Impact of various confounding factors on the hazard ratio for childhood cancer per 0.1-V/m increase in exposure to radio-frequency electromagnetic fields in time-to-event analysis, Switzerland, 2000–2008. Potential confounding factors were added to the full model one at a time. The basic model adjusted for age and sex. The full model additionally adjusted for environmental γ radiation, benzene exposure, distance to the nearest high-voltage power line, and degree of urbanization. The relevance of additional potential confounding factors was tested by including one confounder at a time in the model. Linear adjustment was used for birth order (within each household), radiation, benzene, particulate matter with an aerodynamic diameter less than 10 μm, and nitrogen dioxide. Categorical adjustment was used for distance to highways (<40 m, 40–<100 m, 100–400 m, or >400 m), distance to class 1 roads (<20 m, 20–<50 m, 50–200 m, or >200 m), distance to high-voltage railway lines (<50 m, 50–<200 m, 200–600 m, or >600 m), exposure to agricultural pesticides (<50 m, 50–<100 m, 100–200 m, or >200 m to orchards; <100 m, 100–<250 m, 250–500 m, or >500 m to vineyards; <750 m, 750–<1,500 m, 1,500–3,000 m, or >3,000 m to golf courses), distance to the nearest pediatric medical center (<5 km, 5–<15 km, 15–30 km, or >30 km), domestic radon exposure (50th (77.7 Bq/m and 90th (139.9 Bq/m percentiles), parental socioeconomic status (low, medium, high, or no information), and parental job position (low, medium, high, unemployed/retired/housewife/volunteer work, or no information). Bars, 95% confidence intervals (CIs).

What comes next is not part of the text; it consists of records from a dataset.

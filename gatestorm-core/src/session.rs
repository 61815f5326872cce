use std::sync::Arc;
use std::time::{Duration, Instant};

use bytes::Bytes;
use gatestorm_http::{CookieJar, HttpRequest, HttpResponse, estimate_http_request_bytes};
use serde::Serialize;
use tracing::{debug, warn};

use crate::credential::Credential;
use crate::error::TaskError;
use crate::request_metrics::RequestSample;
use crate::run::RunContext;

/// Which `Authorization` header a call carries.
#[derive(Debug, Clone, Default, PartialEq, Eq)]
pub enum Auth {
    /// The session credential, if any.
    #[default]
    Session,
    Anonymous,
    /// An explicit bearer token, regardless of the session credential.
    Bearer(String),
}

/// How the engine classifies a response for the failure counters.
#[derive(Debug, Clone, Copy, Default, PartialEq, Eq)]
pub enum Judgment {
    /// Status >= 400 counts as a failed request.
    #[default]
    Status,
    /// The caller judges the response via [`Session::check`]; only transport errors fail.
    Manual,
}

#[derive(Debug, Clone)]
pub struct Call {
    pub method: http::Method,
    pub path: String,
    pub name: Option<String>,
    pub body: Option<Bytes>,
    pub auth: Auth,
    pub judgment: Judgment,
    pub timeout: Option<Duration>,
    json: bool,
}

impl Call {
    pub fn new(method: http::Method, path: impl Into<String>) -> Self {
        Self {
            method,
            path: path.into(),
            name: None,
            body: None,
            auth: Auth::Session,
            judgment: Judgment::Status,
            timeout: None,
            json: false,
        }
    }

    pub fn get(path: impl Into<String>) -> Self {
        Self::new(http::Method::GET, path)
    }

    pub fn post(path: impl Into<String>) -> Self {
        Self::new(http::Method::POST, path)
    }

    pub fn post_json<T: Serialize + ?Sized>(
        path: impl Into<String>,
        value: &T,
    ) -> serde_json::Result<Self> {
        let body = serde_json::to_vec(value)?;
        Ok(Self {
            body: Some(Bytes::from(body)),
            json: true,
            ..Self::post(path)
        })
    }

    /// Statistics label. Defaults to the prefixed path.
    #[must_use]
    pub fn name(mut self, name: impl Into<String>) -> Self {
        self.name = Some(name.into());
        self
    }

    #[must_use]
    pub fn auth(mut self, auth: Auth) -> Self {
        self.auth = auth;
        self
    }

    #[must_use]
    pub fn anonymous(self) -> Self {
        self.auth(Auth::Anonymous)
    }

    #[must_use]
    pub fn bearer(self, token: impl Into<String>) -> Self {
        self.auth(Auth::Bearer(token.into()))
    }

    #[must_use]
    pub fn manual(mut self) -> Self {
        self.judgment = Judgment::Manual;
        self
    }

    #[must_use]
    pub fn timeout(mut self, timeout: Duration) -> Self {
        self.timeout = Some(timeout);
        self
    }
}

/// Per-VU state: credential, cookie jar, RNG, and the HTTP helpers that feed request metrics.
pub struct Session {
    vu_id: u64,
    scenario: Arc<str>,
    ctx: Arc<RunContext>,
    credential: Option<Credential>,
    cookies: CookieJar,
    rng: fastrand::Rng,
    skipped: bool,
}

impl std::fmt::Debug for Session {
    fn fmt(&self, f: &mut std::fmt::Formatter<'_>) -> std::fmt::Result {
        f.debug_struct("Session")
            .field("vu_id", &self.vu_id)
            .field("scenario", &self.scenario)
            .field("credential", &self.credential)
            .field("cookies", &self.cookies.len())
            .finish_non_exhaustive()
    }
}

impl Session {
    pub fn new(ctx: Arc<RunContext>, scenario: impl Into<Arc<str>>, vu_id: u64) -> Self {
        let rng = match ctx.seed {
            Some(seed) => fastrand::Rng::with_seed(seed ^ vu_id),
            None => fastrand::Rng::new(),
        };

        Self {
            vu_id,
            scenario: scenario.into(),
            ctx,
            credential: None,
            cookies: CookieJar::new(),
            rng,
            skipped: false,
        }
    }

    pub fn vu_id(&self) -> u64 {
        self.vu_id
    }

    pub fn scenario(&self) -> &str {
        &self.scenario
    }

    pub fn rng(&mut self) -> &mut fastrand::Rng {
        &mut self.rng
    }

    pub fn credential(&self) -> Option<&Credential> {
        self.credential.as_ref()
    }

    pub fn set_credential(&mut self, credential: Credential) {
        self.credential = Some(credential);
    }

    pub fn clear_credential(&mut self) {
        self.credential = None;
    }

    pub fn cookies(&self) -> &CookieJar {
        &self.cookies
    }

    pub fn cookies_mut(&mut self) -> &mut CookieJar {
        &mut self.cookies
    }

    pub fn prefix(&self) -> &str {
        &self.ctx.prefix
    }

    /// Absolute URL for a path below the configured prefix.
    pub fn url(&self, path: &str) -> String {
        format!("{}{}{}", self.ctx.host, self.ctx.prefix, path)
    }

    fn default_name(&self, path: &str) -> String {
        let path = path.split_once('?').map_or(path, |(p, _)| p);
        format!("{}{}", self.ctx.prefix, path)
    }

    pub async fn get(&mut self, path: &str) -> gatestorm_http::Result<HttpResponse> {
        self.send(Call::get(path)).await
    }

    pub async fn post_json<T: Serialize + ?Sized>(
        &mut self,
        path: &str,
        value: &T,
    ) -> Result<HttpResponse, TaskError> {
        Ok(self.send(Call::post_json(path, value)?).await?)
    }

    /// Issues one request and records it. Transport errors are recorded and returned.
    pub async fn send(&mut self, call: Call) -> gatestorm_http::Result<HttpResponse> {
        let name = call
            .name
            .clone()
            .unwrap_or_else(|| self.default_name(&call.path));
        let method = call.method.to_string();

        let mut req = HttpRequest::new(call.method, self.url(&call.path)).timeout(call.timeout);
        if let Some(body) = call.body {
            req.body = body;
        }
        if call.json {
            req = req.header("content-type", "application/json");
        }
        match call.auth {
            Auth::Session => {
                if let Some(credential) = &self.credential {
                    req = req.header("authorization", credential.authorization_header());
                }
            }
            Auth::Anonymous => {}
            Auth::Bearer(token) => {
                req = req.header("authorization", format!("Bearer {token}"));
            }
        }
        if let Some(cookie) = self.cookies.header_value() {
            req = req.header("cookie", cookie);
        }

        let estimated_sent = estimate_http_request_bytes(&req).unwrap_or(0);
        let started = Instant::now();
        let res = self.ctx.client.request(req).await;
        let latency = started.elapsed();

        let metrics = &self.ctx.metrics;
        match &res {
            Ok(r) => {
                self.cookies.store_from(r);
                let failed = call.judgment == Judgment::Status && r.status >= 400;
                debug!(
                    vu = self.vu_id,
                    scenario = %self.scenario,
                    name = %name,
                    status = r.status,
                    "request"
                );
                self.ctx.request_ids.record_request(
                    metrics,
                    RequestSample {
                        scenario: &self.scenario,
                        name: &name,
                        method: &method,
                        status: Some(r.status),
                        failed,
                        latency,
                        bytes_received: r.bytes_received,
                        bytes_sent: r.bytes_sent,
                        error_kind: None,
                    },
                );
            }
            Err(err) => {
                let kind = err.transport_error_kind().to_string();
                debug!(
                    vu = self.vu_id,
                    scenario = %self.scenario,
                    name = %name,
                    error = %err,
                    "request failed"
                );
                self.ctx.request_ids.record_request(
                    metrics,
                    RequestSample {
                        scenario: &self.scenario,
                        name: &name,
                        method: &method,
                        status: None,
                        failed: true,
                        latency,
                        bytes_received: 0,
                        bytes_sent: estimated_sent,
                        error_kind: Some(&kind),
                    },
                );
            }
        }

        res
    }

    /// Records a named pass/fail result. Returns `passed`.
    ///
    /// `message` only runs for a failed check.
    pub fn check<M, F>(&self, name: &str, passed: bool, message: F) -> bool
    where
        M: std::fmt::Display,
        F: FnOnce() -> M,
    {
        self.ctx
            .task_ids
            .record_check(&self.ctx.metrics, &self.scenario, name, passed);
        if !passed {
            warn!(vu = self.vu_id, scenario = %self.scenario, check = name, "{}", message());
        }
        passed
    }

    /// Marks the current task invocation as skipped.
    pub fn skip(&mut self, reason: &str) {
        warn!(vu = self.vu_id, scenario = %self.scenario, "{reason}");
        self.skipped = true;
    }

    pub(crate) fn take_skipped(&mut self) -> bool {
        std::mem::take(&mut self.skipped)
    }
}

The incidence density cohort analysis accumulated 30.2 million person-years at risk and comprised 4,246 cancer cases, including 971 cases from the time-to-event analyses with geocoded addresses at the time of diagnosis. Results for the whole study period and for period-stratified analyses are shown in Table 2. Again leukemia tended to be negatively associated with predicted RF-EMFs. There was no indication of association between CNS tumor risk and predicted RF-EMF exposure from all transmitters. However, analyses restricted to the period up to 1995 yielded borderline-significant increased incidence rate ratios for all cancers in the high exposure category (incidence rate ratio = 1.23, 95% CI: 0.98, 1.55). For the period after 1995, the corresponding incidence rate ratio was significantly decreased (incidence rate ratio = 0.69, 95% CI: 0.54, 0.87). Stratifying the analyses for leukemia into different age groups that might represent different etiologies did not indicate effect modification by age (Table 3).

The results were similar when we restricted the analyses to VHF and UHF transmitters (see Web Tables 1 and 2, available at http://aje.oxfordjournals.org/). For short- and medium-wave transmitters, hazard ratios in the time-to-event analysis tended to be somewhat higher but not statistically significant, based on few cases, and without indications of a linear exposure-response association.